We are a nation at war. Can we have the courage to stay in that place of
darkness and not be undone by it, not be undone by despair? I have
enormous faith in the capacity to transform. This is a powerful time in
the evolution of the human psyche - like the Renaissance and the
Reformation. Look at the global response of humans to this war. That is
powerful. It's never happened before.

It's interesting to me that we started this conversation talking about
the environment, but we couldn't help but talk about the war.

These are core issues at the heart of the land. We can't separate them
but we have separated them and that's the problem. So when we talk about
the Earth, the animals as one consideration - when you talk about issues
of water and politics, every being has a right to clean water, we
incorporate conversations about democracy.

We need to be able to treat each other well in order to treat the
animals and plants well. It's a cycle, the embrace. We need to see our

limitations as human beings. I don't think the Bush Administration sees
any limitations. And how do you create democracy without humility?

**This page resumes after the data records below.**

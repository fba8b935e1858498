use anyhow::{anyhow, Context as _, Result};
use serde_json::Value;
use serenity::builder::CreateApplicationCommand;
use serenity::model::application::command::CommandType;
use serenity::model::application::interaction::application_command::ApplicationCommandInteraction;
use serenity::model::application::interaction::InteractionResponseType;
use serenity::prelude::*;

use crate::error_reporter::UserError;
use crate::utils::truncate_chars;

/// Language everything is translated into
const TARGET_LANGUAGE: &str = "en";
/// Embed description limit
const DESCRIPTION_LIMIT: usize = 4096;

/// Result of a translation
#[derive(Debug, Clone, PartialEq, Eq)]
pub struct Translation {
    /// Detected source language
    pub source_language: String,
    pub text: String,
}

/// Parses a `translate_a/single` response
///
/// The body is a nested array: the first element holds the translated
/// segments (`[translated, original, ...]`), the third the detected language.
pub fn parse_translation(body: &Value) -> Result<Translation> {
    let segments = body
        .get(0)
        .and_then(Value::as_array)
        .ok_or_else(|| anyhow!("translation response has no segments: {}", body))?;
    let text = segments
        .iter()
        .filter_map(|segment| segment.get(0).and_then(Value::as_str))
        .collect::<String>();
    let source_language = body
        .get(2)
        .and_then(Value::as_str)
        .unwrap_or("unknown")
        .to_string();
    Ok(Translation {
        source_language,
        text,
    })
}

/// Asks the translation endpoint for an English version of `text`
pub async fn translate(client: &reqwest::Client, api_url: &str, text: &str) -> Result<Translation> {
    let body = client
        .get(api_url)
        .query(&[
            ("client", "gtx"),
            ("sl", "auto"),
            ("tl", TARGET_LANGUAGE),
            ("dt", "t"),
            ("q", text),
        ])
        .send()
        .await
        .context("translation request failed")?
        .error_for_status()
        .context("translation endpoint returned an error")?
        .json::<Value>()
        .await
        .context("translation response is not JSON")?;
    parse_translation(&body)
}

pub fn register(command: &mut CreateApplicationCommand) -> &mut CreateApplicationCommand {
    command.name("Translate").kind(CommandType::Message)
}

pub async fn run(
    ctx: &Context,
    command: &ApplicationCommandInteraction,
    client: &reqwest::Client,
    api_url: &str,
) -> Result<()> {
    let target = command
        .data
        .target_id
        .map(|target| target.to_message_id())
        .and_then(|id| command.data.resolved.messages.get(&id))
        .or_else(|| command.data.resolved.messages.values().next())
        .context("context menu invocation without a target message")?;
    if target.content.trim().is_empty() {
        return Err(UserError::new("That message has no text to translate.").into());
    }

    // translation can outlast the 3 second response window
    command
        .create_interaction_response(&ctx.http, |r| {
            r.kind(InteractionResponseType::DeferredChannelMessageWithSource)
                .interaction_response_data(|d| d.ephemeral(true))
        })
        .await
        .context("failed to defer Translate")?;

    let translation = translate(client, api_url, &target.content).await?;
    command
        .edit_original_interaction_response(&ctx.http, |r| {
            r.embed(|e| {
                e.title(format!("Translated from {}", translation.source_language))
                    .description(truncate_chars(&translation.text, DESCRIPTION_LIMIT))
                    .url(target.link())
            })
        })
        .await
        .context("failed to send the translation")?;
    Ok(())
}

#[cfg(test)]
mod tests {
    use super::*;
    use serde_json::json;

    #[test]
    fn joins_segments() {
        let body = json!([
            [["Hello, ", "Hola, ", null, null, 10], ["world", "mundo", null, null, 10]],
            null,
            "es"
        ]);
        assert_eq!(
            parse_translation(&body).unwrap(),
            Translation {
                source_language: "es".to_string(),
                text: "Hello, world".to_string(),
            }
        );
    }

    #[test]
    fn missing_language_is_unknown() {
        let body = json!([[["hi", "hi"]]]);
        assert_eq!(parse_translation(&body).unwrap().source_language, "unknown");
    }

    #[test]
    fn rejects_unexpected_shapes() {
        assert!(parse_translation(&json!({"error": "quota"})).is_err());
    }
}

This country was founded on the idea that anyone, well, white people,
could come here and be equal. And be welcomed. And tame the land.

We have to speak out now on behalf of our community and on behalf of the
land and say they're the same thing and say "No, we are not rolling
over" and "No, this is not a corporate enterprise." This is democracy in
the fullest sense and we must have regard and reverence and those are
the cornerstones of a just society.

Terry, why aren't more people out on the streets striking, protesting,
and refusing to pretend that life goes on as normal, at least for the
duration of the war?

Again, it's those words, I don't know. We have to ask ourselves, "What
do I have to give?" and then, "How do I give it?" Whether it's as a
writer, an organic gardener, as a teacher, a social worker, a mother or

father, we can exercise that courage and insistence, resistance, and say
there's another way of being, another way of seeing, and I do think that
counts. And numbers count. In many ways it comes down to that.

Aria Seligmann is the associate editor of the Eugene Weekly.